**Listed records**
★ ★ ★ ★

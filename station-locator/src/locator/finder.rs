//! Minimum-road-distance station scan.

use tracing::{debug, warn};

use crate::domain::{Coordinates, RouteResult, Station};
use crate::routing::RouteError;

/// Trait for obtaining road-network routes.
///
/// This abstraction allows the finder to be tested with mock data.
pub trait RouteProvider {
    /// Get the driving route between two coordinates.
    async fn route(&self, from: Coordinates, to: Coordinates) -> Result<RouteResult, RouteError>;
}

/// A station annotated with its road distance from the user.
#[derive(Debug, Clone, PartialEq)]
pub struct NearestStation {
    pub station: Station,
    /// Driving distance in meters.
    pub distance: f64,
}

/// Finds the reachable station with the smallest driving distance.
#[derive(Debug, Clone)]
pub struct NearestStationFinder<'a, P: RouteProvider> {
    provider: &'a P,
}

impl<'a, P: RouteProvider> NearestStationFinder<'a, P> {
    /// Create a finder over the given route provider.
    pub fn new(provider: &'a P) -> Self {
        Self { provider }
    }

    /// Scan `stations` in order and return the one with the minimal
    /// driving distance from `user_location`.
    ///
    /// Stations whose routing query fails are logged and skipped; one
    /// unreachable station never aborts the scan. Exact distance ties
    /// keep the earliest-seen station (strict `<` comparison, a frozen
    /// contract relied on by the console's station ordering). Returns
    /// `None` for the `(0, 0)` sentinel location, an empty list, or a
    /// list where every query failed.
    pub async fn find_nearest(
        &self,
        user_location: Coordinates,
        stations: &[Station],
    ) -> Option<NearestStation> {
        if user_location.is_unset() {
            debug!("no valid user location supplied, skipping station scan");
            return None;
        }

        let mut shortest = f64::INFINITY;
        let mut best: Option<&Station> = None;

        // Sequential by design: one awaited query at a time keeps us
        // polite toward rate-limited public routing servers.
        for station in stations {
            match self.provider.route(user_location, station.coordinates).await {
                Ok(route) => {
                    if route.distance < shortest {
                        shortest = route.distance;
                        best = Some(station);
                    }
                }
                Err(e) => {
                    warn!(
                        station = %station.name,
                        error = %e,
                        "route lookup failed, excluding station"
                    );
                }
            }
        }

        best.map(|station| NearestStation {
            station: station.clone(),
            distance: shortest,
        })
    }
}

★ ★ ★ ★

**Task item**
Return each line among the entries that holds the word "None".

**Output of the exercise**
    /// `None` for the `(0, 0)` sentinel location, an empty list, or a
            return None;
        let mut best: Option<&Station> = None;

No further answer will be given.